We investigated the prognostic value of a range of histologic parameters in medullary thyroid carcinoma (MTC) to design a grading system to predict overall survival. We assessed 76 patients with MTCs undergoing primary tumor resection for age, sex, tumor size, vascular space invasion, lymph node metastasis, multiple endocrine neoplasia type 2 (MEN2) status, mitotic count, Ki-67 proliferative index, spindled morphology, sheet-like growth pattern, coagulative necrosis, incipient necrosis, nuclear grade, multinucleation, prominent nucleoli, fibrosis, and amyloid deposition.

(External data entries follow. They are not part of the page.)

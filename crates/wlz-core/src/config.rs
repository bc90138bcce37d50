//! WLZ Configuration Management
//!
//! Handles configuration from environment variables and TOML config files
//! with sensible defaults for local runs.

use serde::{Deserialize, Serialize};
use std::collections::BTreeMap;
use std::path::PathBuf;

/// Main application configuration
#[derive(Debug, Clone, Serialize, Deserialize, Default)]
#[serde(default)]
pub struct AppConfig {
    /// Language and parse conventions
    pub language: LanguageConfig,

    /// Output table locations
    pub output: OutputConfig,

    /// Terminal rendering
    pub display: DisplayConfig,

    /// Relation label glossary
    pub glossary: GlossaryConfig,

    /// Logging configuration
    pub logging: LoggingConfig,
}

impl AppConfig {
    /// Load configuration from environment variables
    pub fn from_env() -> Result<Self, ConfigError> {
        Self::default().with_env_override()
    }

    /// Load from a TOML file
    pub fn from_file(path: impl Into<PathBuf>) -> Result<Self, ConfigError> {
        let path = path.into();
        let content = std::fs::read_to_string(&path).map_err(|e| ConfigError::FileReadError {
            path: path.clone(),
            source: e,
        })?;

        toml::from_str(&content).map_err(|e| ConfigError::ParseError {
            path,
            message: e.to_string(),
        })
    }

    /// Merge with environment variables (env takes precedence)
    pub fn with_env_override(self) -> Result<Self, ConfigError> {
        self.with_overrides(|key| std::env::var(key).ok())
    }

    /// Apply every `WLZ_*` key that `lookup` finds, whatever its value
    fn with_overrides<F>(mut self, lookup: F) -> Result<Self, ConfigError>
    where
        F: Fn(&str) -> Option<String>,
    {
        // Language
        if let Some(code) = lookup("WLZ_LANGUAGE") {
            self.language.code = code;
        }
        if let Some(label) = lookup("WLZ_ROOT_LABEL") {
            self.language.root_label = label;
        }

        // Output
        if let Some(dir) = lookup("WLZ_OUTPUT_DIR") {
            self.output.dir = PathBuf::from(dir);
        }

        // Display
        if let Some(color) = lookup("WLZ_COLOR") {
            self.display.color = parse_bool("WLZ_COLOR", &color)?;
        }

        // Logging
        if let Some(level) = lookup("WLZ_LOG_LEVEL") {
            self.logging.level = level;
        }
        if let Some(json) = lookup("WLZ_LOG_JSON") {
            self.logging.json_format = parse_bool("WLZ_LOG_JSON", &json)?;
        }

        Ok(self)
    }
}

fn parse_bool(key: &str, value: &str) -> Result<bool, ConfigError> {
    match value.trim().to_lowercase().as_str() {
        "1" | "true" | "yes" | "on" => Ok(true),
        "0" | "false" | "no" | "off" => Ok(false),
        _ => Err(ConfigError::InvalidValue {
            key: key.to_string(),
            value: value.to_string(),
        }),
    }
}

/// Language configuration
#[derive(Debug, Clone, Serialize, Deserialize)]
#[serde(default)]
pub struct LanguageConfig {
    /// Language code (e.g. "uk")
    pub code: String,

    /// Relation label marking a sentence root, compared case-insensitively
    pub root_label: String,
}

impl Default for LanguageConfig {
    fn default() -> Self {
        Self {
            code: "uk".to_string(),
            root_label: "ROOT".to_string(),
        }
    }
}

/// Output file configuration
#[derive(Debug, Clone, Serialize, Deserialize)]
#[serde(default)]
pub struct OutputConfig {
    /// Directory receiving the tables
    pub dir: PathBuf,

    /// File name of the word table
    pub words_file: String,

    /// File name of the relation table
    pub relations_file: String,
}

impl Default for OutputConfig {
    fn default() -> Self {
        Self {
            dir: PathBuf::from("output"),
            words_file: "words.txt".to_string(),
            relations_file: "relations.txt".to_string(),
        }
    }
}

impl OutputConfig {
    pub fn words_path(&self) -> PathBuf {
        self.dir.join(&self.words_file)
    }

    pub fn relations_path(&self) -> PathBuf {
        self.dir.join(&self.relations_file)
    }
}

/// Terminal rendering configuration
#[derive(Debug, Clone, Serialize, Deserialize)]
#[serde(default)]
pub struct DisplayConfig {
    /// Colorize pretty-printed relations
    pub color: bool,
}

impl Default for DisplayConfig {
    fn default() -> Self {
        Self { color: true }
    }
}

/// Glossary configuration
#[derive(Debug, Clone, Default, Serialize, Deserialize)]
#[serde(default)]
pub struct GlossaryConfig {
    /// Label -> gloss entries consulted before the built-in glossary
    pub overrides: BTreeMap<String, String>,
}

/// Logging configuration
#[derive(Debug, Clone, Serialize, Deserialize)]
#[serde(default)]
pub struct LoggingConfig {
    /// Log level (trace, debug, info, warn, error)
    pub level: String,

    /// JSON format for logs
    pub json_format: bool,
}

impl Default for LoggingConfig {
    fn default() -> Self {
        Self {
            level: "info".to_string(),
            json_format: false,
        }
    }
}

/// Configuration errors
#[derive(Debug, thiserror::Error)]
pub enum ConfigError {
    #[error("Failed to read config file {path}: {source}")]
    FileReadError {
        path: PathBuf,
        #[source]
        source: std::io::Error,
    },

    #[error("Failed to parse config file {path}: {message}")]
    ParseError { path: PathBuf, message: String },

    #[error("Invalid value for {key}: {value}")]
    InvalidValue { key: String, value: String },
}
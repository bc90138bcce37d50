//! CoNLL-U reader
//!
//! Reads the ten-column CoNLL-U format. Only syntactic words are kept:
//! multiword token ranges (`1-2`) and empty nodes (`8.1`) are skipped.
//! Sentence-local IDs are shifted by the IDs used in earlier sentences so
//! that every token identifier is unique within the document.

use wlz_core::{AnnotatedSentence, AnnotatedText, AnnotatedToken, Annotator, Head};

use crate::{ParserError, Result};

const COLUMNS: usize = 10;
const COL_ID: usize = 0;
const COL_FORM: usize = 1;
const COL_HEAD: usize = 6;
const COL_DEPREL: usize = 7;

/// Annotator over CoNLL-U documents
#[derive(Debug, Clone, Default)]
pub struct ConlluAnnotator;

impl ConlluAnnotator {
    pub fn new() -> Self {
        Self
    }

    /// Parse a CoNLL-U document
    pub fn parse(&self, input: &str) -> Result<AnnotatedText> {
        let mut sentences = Vec::new();
        let mut tokens = Vec::new();
        let mut id_offset = 0;
        let mut max_local_id = 0;

        for (index, raw) in input.lines().enumerate() {
            let line_number = index + 1;
            let line = raw.trim_end_matches('\r');

            if line.trim().is_empty() {
                if !tokens.is_empty() {
                    sentences.push(AnnotatedSentence::new(std::mem::take(&mut tokens)));
                    id_offset += max_local_id;
                    max_local_id = 0;
                }
                continue;
            }
            if line.starts_with('#') {
                continue;
            }

            let columns: Vec<&str> = line.split('\t').collect();
            if columns.len() != COLUMNS {
                return Err(ParserError::ColumnCount {
                    line: line_number,
                    found: columns.len(),
                });
            }

            let id_field = columns[COL_ID];
            if id_field.contains('-') || id_field.contains('.') {
                continue;
            }

            let local_id = parse_number(id_field, "ID", line_number)?;
            let head = match parse_number(columns[COL_HEAD], "HEAD", line_number)? {
                0 => Head::Root,
                local_head => Head::Token(id_offset + local_head),
            };
            max_local_id = max_local_id.max(local_id);

            tokens.push(AnnotatedToken {
                id: id_offset + local_id,
                form: columns[COL_FORM].to_string(),
                label: columns[COL_DEPREL].to_string(),
                head,
            });
        }

        if !tokens.is_empty() {
            sentences.push(AnnotatedSentence::new(tokens));
        }

        Ok(AnnotatedText::new(sentences))
    }
}

fn parse_number(value: &str, column: &'static str, line: usize) -> Result<usize> {
    value.parse().map_err(|_| ParserError::InvalidNumber {
        line,
        column,
        value: value.to_string(),
    })
}

impl Annotator for ConlluAnnotator {
    fn annotate(&self, text: &str) -> wlz_core::Result<AnnotatedText> {
        Ok(self.parse(text)?)
    }

    fn name(&self) -> &str {
        "conllu"
    }
}
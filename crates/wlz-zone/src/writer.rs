//! Tab-separated table output
//!
//! Each table is written as UTF-8 text: a fixed header row, then one line
//! per record in table order. Tabs and line breaks inside a field are
//! replaced by a space so every record stays on one line.

use std::borrow::Cow;
use std::fs::File;
use std::io::{self, BufWriter, Write};
use std::path::{Path, PathBuf};

use wlz_core::{OutputConfig, RelationRecord, Result, WlzError, WordRecord};

use crate::builder::LinkageZone;
use crate::glossary::LabelGlossary;

/// A row type of one of the output tables
pub trait TableRecord {
    /// Header row
    const HEADER: &'static [&'static str];

    /// Write this record as one row
    fn write_row<W: Write>(
        &self,
        writer: &mut csv::Writer<W>,
        glossary: &dyn LabelGlossary,
    ) -> csv::Result<()>;
}

impl TableRecord for WordRecord {
    const HEADER: &'static [&'static str] =
        &["TextNumber", "SentenceNumber", "WordNumber", "WordForm"];

    fn write_row<W: Write>(
        &self,
        writer: &mut csv::Writer<W>,
        _glossary: &dyn LabelGlossary,
    ) -> csv::Result<()> {
        writer.serialize((
            self.document_number,
            self.sentence_number,
            self.word_number,
            sanitize(&self.word_form),
        ))
    }
}

impl TableRecord for RelationRecord {
    const HEADER: &'static [&'static str] = &[
        "TextNumber",
        "SentenceNumber",
        "WordNumber1",
        "WordNumber2",
        "Relation",
    ];

    fn write_row<W: Write>(
        &self,
        writer: &mut csv::Writer<W>,
        glossary: &dyn LabelGlossary,
    ) -> csv::Result<()> {
        let gloss = glossary.gloss(&self.relation_label);
        writer.serialize((
            self.document_number,
            self.sentence_number,
            self.dependent_word_number,
            self.head_word_number,
            sanitize(&gloss),
        ))
    }
}

fn sanitize(field: &str) -> Cow<'_, str> {
    if field.contains(['\t', '\n', '\r']) {
        Cow::Owned(field.replace(['\t', '\n', '\r'], " "))
    } else {
        Cow::Borrowed(field)
    }
}

/// Write a table (header + rows) to `out`
pub fn write_table<W: Write, R: TableRecord>(
    out: W,
    records: &[R],
    glossary: &dyn LabelGlossary,
) -> io::Result<()> {
    let mut writer = csv::WriterBuilder::new()
        .delimiter(b'\t')
        .quote_style(csv::QuoteStyle::Never)
        .terminator(csv::Terminator::Any(b'\n'))
        .has_headers(false)
        .from_writer(out);

    writer.write_record(R::HEADER)?;
    for record in records {
        record.write_row(&mut writer, glossary)?;
    }
    writer.flush()
}

/// Write a table to `path`, creating missing parent directories
pub fn emit_table<R: TableRecord>(
    records: &[R],
    path: &Path,
    glossary: &dyn LabelGlossary,
) -> Result<()> {
    let io_error = |source| WlzError::Io {
        path: path.to_path_buf(),
        source,
    };

    if let Some(parent) = path.parent().filter(|p| !p.as_os_str().is_empty()) {
        std::fs::create_dir_all(parent).map_err(io_error)?;
    }

    let file = File::create(path).map_err(io_error)?;
    write_table(BufWriter::new(file), records, glossary).map_err(io_error)?;

    tracing::info!(path = %path.display(), rows = records.len(), "Wrote table");
    Ok(())
}

/// Paths of the written tables
#[derive(Debug, Clone, PartialEq, Eq)]
pub struct ZoneFiles {
    pub words: PathBuf,
    pub relations: PathBuf,
}

/// Write both tables of `zone` as configured by `output`
pub fn emit(
    zone: &LinkageZone,
    glossary: &dyn LabelGlossary,
    output: &OutputConfig,
) -> Result<ZoneFiles> {
    let files = ZoneFiles {
        words: output.words_path(),
        relations: output.relations_path(),
    };

    emit_table(zone.words(), &files.words, glossary)?;
    emit_table(zone.relations(), &files.relations, glossary)?;

    Ok(files)
}
//! spaCy JSON reader
//!
//! Reads the payload written by `Doc.to_json()`. Token and sentence offsets
//! in that payload count characters, not bytes.

use serde::Deserialize;

use wlz_core::{AnnotatedSentence, AnnotatedText, AnnotatedToken, Annotator, Head};

use crate::{ParserError, Result};

#[derive(Debug, Deserialize)]
struct SpacyDoc {
    text: String,
    #[serde(default)]
    sents: Vec<SpacySpan>,
    #[serde(default)]
    tokens: Vec<SpacyToken>,
}

#[derive(Debug, Deserialize)]
struct SpacySpan {
    start: usize,
}

#[derive(Debug, Deserialize)]
struct SpacyToken {
    id: usize,
    start: usize,
    end: usize,
    #[serde(default)]
    dep: String,
    /// Absent when the pipeline has no parser
    head: Option<usize>,
}

/// Annotator over spaCy `Doc.to_json()` documents
#[derive(Debug, Clone, Default)]
pub struct SpacyJsonAnnotator;

impl SpacyJsonAnnotator {
    pub fn new() -> Self {
        Self
    }

    /// Parse one serialized spaCy document
    pub fn parse(&self, input: &str) -> Result<AnnotatedText> {
        let doc: SpacyDoc = serde_json::from_str(input)?;

        // char offset -> byte offset, with one extra entry for the end of text
        let byte_offsets: Vec<usize> = doc
            .text
            .char_indices()
            .map(|(byte, _)| byte)
            .chain(std::iter::once(doc.text.len()))
            .collect();

        let sentence_count = doc.sents.len().max(1);
        let mut grouped: Vec<Vec<AnnotatedToken>> = vec![Vec::new(); sentence_count];

        for token in &doc.tokens {
            let (start, end) = match (byte_offsets.get(token.start), byte_offsets.get(token.end)) {
                (Some(&start), Some(&end)) if start <= end => (start, end),
                _ => {
                    return Err(ParserError::InvalidOffsets {
                        token: token.id,
                        start: token.start,
                        end: token.end,
                    })
                }
            };

            let sentence = doc
                .sents
                .partition_point(|s| s.start <= token.start)
                .saturating_sub(1);

            grouped[sentence].push(AnnotatedToken {
                id: token.id,
                form: doc.text[start..end].to_string(),
                label: token.dep.clone(),
                head: token.head.map(Head::Token).unwrap_or(Head::Root),
            });
        }

        let sentences = grouped
            .into_iter()
            .filter(|tokens| !tokens.is_empty())
            .map(AnnotatedSentence::new)
            .collect();

        Ok(AnnotatedText::new(sentences))
    }
}

impl Annotator for SpacyJsonAnnotator {
    fn annotate(&self, text: &str) -> wlz_core::Result<AnnotatedText> {
        Ok(self.parse(text)?)
    }

    fn name(&self) -> &str {
        "spacy-json"
    }
}
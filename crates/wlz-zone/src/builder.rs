//! Linkage zone builder
//!
//! Numbers every word by its position in the sentence and rewrites each
//! dependency edge from annotator token identifiers to those positions.
//!
//! Addressing:
//! - document numbers are assigned in processing order and keep growing
//!   across `process` calls on the same zone
//! - sentence numbers restart at 1 in every document
//! - word numbers restart at 1 in every sentence
//!
//! The identifier -> word number map lives for exactly one sentence, so a
//! head that points into another sentence never resolves.

use std::collections::HashMap;

use wlz_core::{
    load_annotator, AnnotatedSentence, AnnotatedText, Annotator, Head, Language, ModelProvider,
    RelationRecord, Result, WordRecord,
};

use crate::stats::ZoneStats;

/// Default root marker, matching spaCy's `ROOT` and UD's `root`
pub const DEFAULT_ROOT_LABEL: &str = "ROOT";

/// Word and relation tables built from an annotated corpus
pub struct LinkageZone {
    annotator: Box<dyn Annotator>,
    root_label: String,
    words: Vec<WordRecord>,
    relations: Vec<RelationRecord>,
    stats: ZoneStats,
}
mod file_store;
mod harvest;
mod log_observer;
#[cfg(test)]
pub mod mock;

pub use file_store::JsonFileStore;
pub use harvest::HarvestAdapter;
pub use log_observer::LogObserver;
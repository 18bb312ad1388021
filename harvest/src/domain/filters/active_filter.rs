use super::HarvestFilter;

/// `is_active=true` listing filter shared by projects and task assignments.
#[derive(Debug, Clone, Default, PartialEq)]
pub struct ActiveFilter {
    pub page: Option<u32>,
}

impl ActiveFilter {
    pub fn with_page(mut self, page: u32) -> Self {
        self.page = Some(page);
        self
    }
}

impl HarvestFilter for ActiveFilter {
    fn as_query_string(&self) -> String {
        match self.page {
            Some(page) => format!("is_active=true&page={}", page),
            None => "is_active=true".to_string(),
        }
    }
}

In addition to the clinical features of age and the diagnosis of MEN2, the only histologic features that significantly predicted reduced overall survival were Ki-67 proliferative index, mitotic count, and the presence of coagulative necrosis. Using a combination of these 3 variables, we propose a 3-tiered grading system based solely on proliferative activity (Ki-67 proliferative index and mitotic count) and necrosis. There were 62 (82%) low-grade MTCs (low proliferative activity, no necrosis), 9 (12%) intermediate grade (low proliferative activity and necrosis present, or intermediate proliferative activity and no necrosis), and 5 (7%) high grade (intermediate proliferative activity and necrosis present, or high proliferative activity with or without necrosis). The mean overall survival was 193, 146, and 45 months, respectively ( P =0.0001) for the 3 grades. The grading system remained prognostic when controlled for other factors associated with survival including age and known MEN2 syndrome. We conclude that this proposed grading system, which uses only a combination of proliferative activity (Ki-67 index, mitotic count) and coagulative necrosis, is a strong predictor of overall survival in MTC.